Directions: Reproduce exactly, from the data that follows, the line with "async fn send(&mut self, data: Vec<u8>) -> Result<()>;", the line with "independently owned halves.", and every line that lies between them.

:: Task material ::

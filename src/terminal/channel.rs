//! Duplex channel boundary between a terminal session and its remote peer.

use async_trait::async_trait;
use tokio::sync::mpsc;

use crate::error::RelayError;
use crate::Result;

/// Sending half of a remote channel.
#[async_trait]
pub trait ChannelSender: Send + 'static {
    /// Deliver one chunk to the peer. Returns only once the chunk has been
    /// handed to the transport, or with an error.
    async fn send(&mut self, data: Vec<u8>) -> Result<()>;

    /// Close the channel toward the peer.
    async fn close(&mut self) -> Result<()>;
}

/// Receiving half of a remote channel.
#[async_trait]
pub trait ChannelReceiver: Send + 'static {
    /// Wait for the next chunk from the peer. `Ok(None)` means the peer
    /// closed the channel.
    async fn receive(&mut self) -> Result<Option<Vec<u8>>>;
}

/// An accepted, bidirectional connection to a remote peer.
pub trait DuplexChannel: Send + 'static {
    type Sender: ChannelSender;
    type Receiver: ChannelReceiver;

    /// Split into independently owned halves.
    fn split(self) -> (Self::Sender, Self::Receiver);
}

/// In-process duplex channel, used for embedding and tests.
pub struct MemoryChannel {
    sender: MemorySender,
    receiver: MemoryReceiver,
}

/// The remote side of a [`MemoryChannel`].
///
/// Dropping `tx` is the peer disconnecting.
pub struct MemoryPeer {
    /// Bytes toward the session.
    pub tx: mpsc::Sender<Vec<u8>>,
    /// Bytes from the session; `None` once the session closed its side.
    pub rx: mpsc::Receiver<Vec<u8>>,
}

/// Create a connected channel/peer pair with bounded buffers.
pub fn memory_channel(capacity: usize) -> (MemoryChannel, MemoryPeer) {
    let (to_session, from_peer) = mpsc::channel(capacity.max(1));
    let (to_peer, from_session) = mpsc::channel(capacity.max(1));
    (
        MemoryChannel {
            sender: MemorySender { tx: Some(to_peer) },
            receiver: MemoryReceiver { rx: from_peer },
        },
        MemoryPeer {
            tx: to_session,
            rx: from_session,
        },
    )
}

impl DuplexChannel for MemoryChannel {
    type Sender = MemorySender;
    type Receiver = MemoryReceiver;

    fn split(self) -> (Self::Sender, Self::Receiver) {
        (self.sender, self.receiver)
    }
}

pub struct MemorySender {
    tx: Option<mpsc::Sender<Vec<u8>>>,
}

#[async_trait]
impl ChannelSender for MemorySender {
    async fn send(&mut self, data: Vec<u8>) -> Result<()> {
        let tx = self.tx.as_ref().ok_or(RelayError::ChannelClosed)?;
        tx.send(data).await.map_err(|_| RelayError::ChannelClosed)
    }

    async fn close(&mut self) -> Result<()> {
        self.tx = None;
        Ok(())
    }
}

pub struct MemoryReceiver {
    rx: mpsc::Receiver<Vec<u8>>,
}

#[async_trait]
impl ChannelReceiver for MemoryReceiver {
    async fn receive(&mut self) -> Result<Option<Vec<u8>>> {
        Ok(self.rx.recv().await)
    }
}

:::

Exercise answer:
    async fn send(&mut self, data: Vec<u8>) -> Result<()>;

    /// Close the channel toward the peer.
    async fn close(&mut self) -> Result<()>;
}

/// Receiving half of a remote channel.
#[async_trait]
pub trait ChannelReceiver: Send + 'static {
    /// Wait for the next chunk from the peer. `Ok(None)` means the peer
    /// closed the channel.
    async fn receive(&mut self) -> Result<Option<Vec<u8>>>;
}

/// An accepted, bidirectional connection to a remote peer.
pub trait DuplexChannel: Send + 'static {
    type Sender: ChannelSender;
    type Receiver: ChannelReceiver;

    /// Split into independently owned halves.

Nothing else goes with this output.